• [Task instructions] In the material below, find each line that contains the word "AwsCredentials" and copy it.

• [Supplied data]
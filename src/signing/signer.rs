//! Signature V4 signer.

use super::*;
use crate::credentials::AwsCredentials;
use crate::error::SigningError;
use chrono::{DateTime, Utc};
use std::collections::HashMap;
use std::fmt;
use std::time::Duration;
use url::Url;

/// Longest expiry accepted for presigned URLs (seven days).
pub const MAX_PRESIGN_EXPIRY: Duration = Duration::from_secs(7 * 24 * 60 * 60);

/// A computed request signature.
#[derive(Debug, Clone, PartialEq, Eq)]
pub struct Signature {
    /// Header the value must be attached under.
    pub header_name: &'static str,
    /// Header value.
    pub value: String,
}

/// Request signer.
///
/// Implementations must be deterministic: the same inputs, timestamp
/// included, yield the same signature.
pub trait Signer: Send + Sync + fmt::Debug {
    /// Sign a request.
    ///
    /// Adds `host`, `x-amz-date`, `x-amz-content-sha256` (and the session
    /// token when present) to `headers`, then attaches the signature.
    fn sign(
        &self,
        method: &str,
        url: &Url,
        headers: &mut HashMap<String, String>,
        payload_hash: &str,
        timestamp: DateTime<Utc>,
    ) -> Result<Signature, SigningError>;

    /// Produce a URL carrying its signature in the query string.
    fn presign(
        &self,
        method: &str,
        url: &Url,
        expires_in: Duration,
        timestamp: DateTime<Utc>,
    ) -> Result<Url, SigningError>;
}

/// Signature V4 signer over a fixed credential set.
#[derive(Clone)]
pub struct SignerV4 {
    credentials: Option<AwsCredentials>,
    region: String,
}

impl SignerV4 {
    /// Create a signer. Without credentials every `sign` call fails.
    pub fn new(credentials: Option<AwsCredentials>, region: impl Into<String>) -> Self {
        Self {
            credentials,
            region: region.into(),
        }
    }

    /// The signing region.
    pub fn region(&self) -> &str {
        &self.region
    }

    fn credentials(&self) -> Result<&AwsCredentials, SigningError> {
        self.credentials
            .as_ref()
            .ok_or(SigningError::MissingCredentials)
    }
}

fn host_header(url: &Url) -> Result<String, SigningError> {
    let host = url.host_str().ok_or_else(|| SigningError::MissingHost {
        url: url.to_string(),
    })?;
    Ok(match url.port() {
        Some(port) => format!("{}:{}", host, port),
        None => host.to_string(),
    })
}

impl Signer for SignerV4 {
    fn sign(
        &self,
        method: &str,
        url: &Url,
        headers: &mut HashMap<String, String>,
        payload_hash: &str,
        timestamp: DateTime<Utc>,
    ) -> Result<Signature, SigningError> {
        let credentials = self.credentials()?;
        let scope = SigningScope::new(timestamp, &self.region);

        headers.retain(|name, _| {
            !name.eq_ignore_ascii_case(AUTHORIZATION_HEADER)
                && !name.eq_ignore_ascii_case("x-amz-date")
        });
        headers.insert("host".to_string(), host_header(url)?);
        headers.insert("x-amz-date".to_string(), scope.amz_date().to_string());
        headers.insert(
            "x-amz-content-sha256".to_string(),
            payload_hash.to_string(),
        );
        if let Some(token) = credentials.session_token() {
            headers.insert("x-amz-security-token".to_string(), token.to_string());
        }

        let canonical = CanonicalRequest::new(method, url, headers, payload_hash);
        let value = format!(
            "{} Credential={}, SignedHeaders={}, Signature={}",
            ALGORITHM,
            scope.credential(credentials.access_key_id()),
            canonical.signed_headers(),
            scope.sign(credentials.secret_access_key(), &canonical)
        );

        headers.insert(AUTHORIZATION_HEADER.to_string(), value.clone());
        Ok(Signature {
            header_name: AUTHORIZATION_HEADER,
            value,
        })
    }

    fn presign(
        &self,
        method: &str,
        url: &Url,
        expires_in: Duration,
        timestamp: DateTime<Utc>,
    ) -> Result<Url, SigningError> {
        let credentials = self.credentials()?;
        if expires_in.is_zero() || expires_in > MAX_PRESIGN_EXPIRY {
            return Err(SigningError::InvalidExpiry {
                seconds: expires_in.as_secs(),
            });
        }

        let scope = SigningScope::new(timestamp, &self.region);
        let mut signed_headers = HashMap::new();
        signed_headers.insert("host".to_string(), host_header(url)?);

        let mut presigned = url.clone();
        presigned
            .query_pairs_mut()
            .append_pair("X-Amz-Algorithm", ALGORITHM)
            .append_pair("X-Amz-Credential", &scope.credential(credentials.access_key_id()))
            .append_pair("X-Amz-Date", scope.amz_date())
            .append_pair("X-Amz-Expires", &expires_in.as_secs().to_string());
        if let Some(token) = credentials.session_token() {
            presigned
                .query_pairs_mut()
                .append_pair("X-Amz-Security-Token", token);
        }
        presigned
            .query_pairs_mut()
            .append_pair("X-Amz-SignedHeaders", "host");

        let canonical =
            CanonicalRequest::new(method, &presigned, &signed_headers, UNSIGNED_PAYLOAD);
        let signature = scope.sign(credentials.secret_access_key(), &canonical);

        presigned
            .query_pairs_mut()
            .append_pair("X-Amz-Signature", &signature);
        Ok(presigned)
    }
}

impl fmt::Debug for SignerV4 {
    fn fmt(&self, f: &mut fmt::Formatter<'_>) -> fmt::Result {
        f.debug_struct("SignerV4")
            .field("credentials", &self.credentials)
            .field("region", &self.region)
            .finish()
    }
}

• [Written answer]
use crate::credentials::AwsCredentials;
    credentials: Option<AwsCredentials>,
    pub fn new(credentials: Option<AwsCredentials>, region: impl Into<String>) -> Self {
    fn credentials(&self) -> Result<&AwsCredentials, SigningError> {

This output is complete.